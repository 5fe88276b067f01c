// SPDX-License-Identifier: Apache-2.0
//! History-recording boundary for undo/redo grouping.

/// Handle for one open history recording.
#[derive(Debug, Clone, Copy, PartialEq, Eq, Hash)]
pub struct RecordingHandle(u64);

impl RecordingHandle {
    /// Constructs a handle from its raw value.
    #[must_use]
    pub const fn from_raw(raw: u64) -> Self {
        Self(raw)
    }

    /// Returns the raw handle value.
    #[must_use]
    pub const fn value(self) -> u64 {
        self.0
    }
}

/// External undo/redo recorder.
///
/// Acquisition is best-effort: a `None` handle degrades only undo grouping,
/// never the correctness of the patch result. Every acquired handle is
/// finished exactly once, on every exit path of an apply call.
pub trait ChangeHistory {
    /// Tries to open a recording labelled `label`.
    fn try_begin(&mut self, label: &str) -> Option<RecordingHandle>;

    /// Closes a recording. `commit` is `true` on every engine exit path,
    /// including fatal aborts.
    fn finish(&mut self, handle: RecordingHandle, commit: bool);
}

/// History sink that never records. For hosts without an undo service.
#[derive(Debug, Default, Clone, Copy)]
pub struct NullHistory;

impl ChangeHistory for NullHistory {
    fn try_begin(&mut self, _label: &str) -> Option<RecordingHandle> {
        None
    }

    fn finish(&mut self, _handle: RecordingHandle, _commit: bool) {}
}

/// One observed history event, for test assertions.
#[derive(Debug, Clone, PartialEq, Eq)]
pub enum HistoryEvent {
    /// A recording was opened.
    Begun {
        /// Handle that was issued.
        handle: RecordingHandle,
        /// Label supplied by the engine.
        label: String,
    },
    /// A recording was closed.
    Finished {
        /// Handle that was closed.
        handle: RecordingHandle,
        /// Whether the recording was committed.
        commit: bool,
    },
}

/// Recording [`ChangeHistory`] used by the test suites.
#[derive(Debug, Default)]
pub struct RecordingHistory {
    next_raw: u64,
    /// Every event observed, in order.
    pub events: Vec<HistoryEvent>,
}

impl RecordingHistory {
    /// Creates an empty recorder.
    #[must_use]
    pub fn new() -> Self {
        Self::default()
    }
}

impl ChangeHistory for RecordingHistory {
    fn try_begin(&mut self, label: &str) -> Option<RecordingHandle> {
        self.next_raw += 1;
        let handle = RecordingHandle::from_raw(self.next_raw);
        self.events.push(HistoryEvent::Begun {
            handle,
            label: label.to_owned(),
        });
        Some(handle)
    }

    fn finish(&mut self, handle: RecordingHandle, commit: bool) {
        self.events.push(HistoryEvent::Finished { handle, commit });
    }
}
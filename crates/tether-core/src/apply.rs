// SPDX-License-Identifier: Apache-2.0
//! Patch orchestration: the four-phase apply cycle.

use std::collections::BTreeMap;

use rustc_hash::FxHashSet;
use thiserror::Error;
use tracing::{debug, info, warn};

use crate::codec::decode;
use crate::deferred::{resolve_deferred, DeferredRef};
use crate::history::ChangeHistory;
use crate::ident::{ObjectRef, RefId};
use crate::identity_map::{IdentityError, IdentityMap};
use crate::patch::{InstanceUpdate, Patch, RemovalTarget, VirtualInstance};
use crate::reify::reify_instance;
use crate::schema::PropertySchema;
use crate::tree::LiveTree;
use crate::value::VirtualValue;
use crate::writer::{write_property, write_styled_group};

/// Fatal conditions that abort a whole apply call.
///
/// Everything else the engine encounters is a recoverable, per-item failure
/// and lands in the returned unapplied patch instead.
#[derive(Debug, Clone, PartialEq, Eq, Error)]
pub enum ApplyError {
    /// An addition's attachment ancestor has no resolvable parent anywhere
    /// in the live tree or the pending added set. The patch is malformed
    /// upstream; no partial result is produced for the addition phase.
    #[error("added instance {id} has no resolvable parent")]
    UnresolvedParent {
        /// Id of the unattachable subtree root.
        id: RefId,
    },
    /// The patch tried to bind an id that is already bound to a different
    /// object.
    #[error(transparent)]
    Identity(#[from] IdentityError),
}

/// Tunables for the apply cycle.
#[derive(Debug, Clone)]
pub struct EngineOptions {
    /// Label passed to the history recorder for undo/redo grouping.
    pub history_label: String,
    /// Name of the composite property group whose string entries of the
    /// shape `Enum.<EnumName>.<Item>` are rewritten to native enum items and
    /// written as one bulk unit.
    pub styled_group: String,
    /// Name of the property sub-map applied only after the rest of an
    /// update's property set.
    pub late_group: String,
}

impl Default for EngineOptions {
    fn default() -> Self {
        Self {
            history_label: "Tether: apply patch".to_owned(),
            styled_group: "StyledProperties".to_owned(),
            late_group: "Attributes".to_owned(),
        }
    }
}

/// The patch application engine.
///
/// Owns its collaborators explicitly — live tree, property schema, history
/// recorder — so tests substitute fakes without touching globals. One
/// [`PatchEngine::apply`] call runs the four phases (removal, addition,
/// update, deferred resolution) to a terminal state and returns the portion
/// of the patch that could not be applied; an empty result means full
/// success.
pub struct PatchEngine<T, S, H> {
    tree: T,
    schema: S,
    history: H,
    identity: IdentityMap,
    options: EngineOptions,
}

- [Action item] The records above must each be restated exactly as they stand.

- [Finished task]
repository 5fe88276b067f01c
// SPDX-License-Identifier: Apache-2.0
//! History-recording boundary for undo/redo grouping.

/// Handle for one open history recording.
#[derive(Debug, Clone, Copy, PartialEq, Eq, Hash)]
pub struct RecordingHandle(u64);

impl RecordingHandle {
    /// Constructs a handle from its raw value.
    #[must_use]
    pub const fn from_raw(raw: u64) -> Self {
        Self(raw)
    }

    /// Returns the raw handle value.
    #[must_use]
    pub const fn value(self) -> u64 {
        self.0
    }
}

/// External undo/redo recorder.
///
/// Acquisition is best-effort: a `None` handle degrades only undo grouping,
/// never the correctness of the patch result. Every acquired handle is
/// finished exactly once, on every exit path of an apply call.
pub trait ChangeHistory {
    /// Tries to open a recording labelled `label`.
    fn try_begin(&mut self, label: &str) -> Option<RecordingHandle>;

    /// Closes a recording. `commit` is `true` on every engine exit path,
    /// including fatal aborts.
    fn finish(&mut self, handle: RecordingHandle, commit: bool);
}

/// History sink that never records. For hosts without an undo service.
#[derive(Debug, Default, Clone, Copy)]
pub struct NullHistory;

impl ChangeHistory for NullHistory {
    fn try_begin(&mut self, _label: &str) -> Option<RecordingHandle> {
        None
    }

    fn finish(&mut self, _handle: RecordingHandle, _commit: bool) {}
}

/// One observed history event, for test assertions.
#[derive(Debug, Clone, PartialEq, Eq)]
pub enum HistoryEvent {
    /// A recording was opened.
    Begun {
        /// Handle that was issued.
        handle: RecordingHandle,
        /// Label supplied by the engine.
        label: String,
    },
    /// A recording was closed.
    Finished {
        /// Handle that was closed.
        handle: RecordingHandle,
        /// Whether the recording was committed.
        commit: bool,
    },
}

/// Recording [`ChangeHistory`] used by the test suites.
#[derive(Debug, Default)]
pub struct RecordingHistory {
    next_raw: u64,
    /// Every event observed, in order.
    pub events: Vec<HistoryEvent>,
}

impl RecordingHistory {
    /// Creates an empty recorder.
    #[must_use]
    pub fn new() -> Self {
        Self::default()
    }
}

impl ChangeHistory for RecordingHistory {
    fn try_begin(&mut self, label: &str) -> Option<RecordingHandle> {
        self.next_raw += 1;
        let handle = RecordingHandle::from_raw(self.next_raw);
        self.events.push(HistoryEvent::Begun {
            handle,
            label: label.to_owned(),
        });
        Some(handle)
    }

    fn finish(&mut self, handle: RecordingHandle, commit: bool) {
        self.events.push(HistoryEvent::Finished { handle, commit });
    }
}
filename crates/tether-core/src/apply.rs
// SPDX-License-Identifier: Apache-2.0
//! Patch orchestration: the four-phase apply cycle.

use std::collections::BTreeMap;

use rustc_hash::FxHashSet;
use thiserror::Error;
use tracing::{debug, info, warn};

use crate::codec::decode;
use crate::deferred::{resolve_deferred, DeferredRef};
use crate::history::ChangeHistory;
use crate::ident::{ObjectRef, RefId};
use crate::identity_map::{IdentityError, IdentityMap};
use crate::patch::{InstanceUpdate, Patch, RemovalTarget, VirtualInstance};
use crate::reify::reify_instance;
use crate::schema::PropertySchema;
use crate::tree::LiveTree;
use crate::value::VirtualValue;
use crate::writer::{write_property, write_styled_group};

/// Fatal conditions that abort a whole apply call.
///
/// Everything else the engine encounters is a recoverable, per-item failure
/// and lands in the returned unapplied patch instead.
#[derive(Debug, Clone, PartialEq, Eq, Error)]
pub enum ApplyError {
    /// An addition's attachment ancestor has no resolvable parent anywhere
    /// in the live tree or the pending added set. The patch is malformed
    /// upstream; no partial result is produced for the addition phase.
    #[error("added instance {id} has no resolvable parent")]
    UnresolvedParent {
        /// Id of the unattachable subtree root.
        id: RefId,
    },
    /// The patch tried to bind an id that is already bound to a different
    /// object.
    #[error(transparent)]
    Identity(#[from] IdentityError),
}

/// Tunables for the apply cycle.
#[derive(Debug, Clone)]
pub struct EngineOptions {
    /// Label passed to the history recorder for undo/redo grouping.
    pub history_label: String,
    /// Name of the composite property group whose string entries of the
    /// shape `Enum.<EnumName>.<Item>` are rewritten to native enum items and
    /// written as one bulk unit.
    pub styled_group: String,
    /// Name of the property sub-map applied only after the rest of an
    /// update's property set.
    pub late_group: String,
}

impl Default for EngineOptions {
    fn default() -> Self {
        Self {
            history_label: "Tether: apply patch".to_owned(),
            styled_group: "StyledProperties".to_owned(),
            late_group: "Attributes".to_owned(),
        }
    }
}

/// The patch application engine.
///
/// Owns its collaborators explicitly — live tree, property schema, history
/// recorder — so tests substitute fakes without touching globals. One
/// [`PatchEngine::apply`] call runs the four phases (removal, addition,
/// update, deferred resolution) to a terminal state and returns the portion
/// of the patch that could not be applied; an empty result means full
/// success.
pub struct PatchEngine<T, S, H> {
    tree: T,
    schema: S,
    history: H,
    identity: IdentityMap,
    options: EngineOptions,
}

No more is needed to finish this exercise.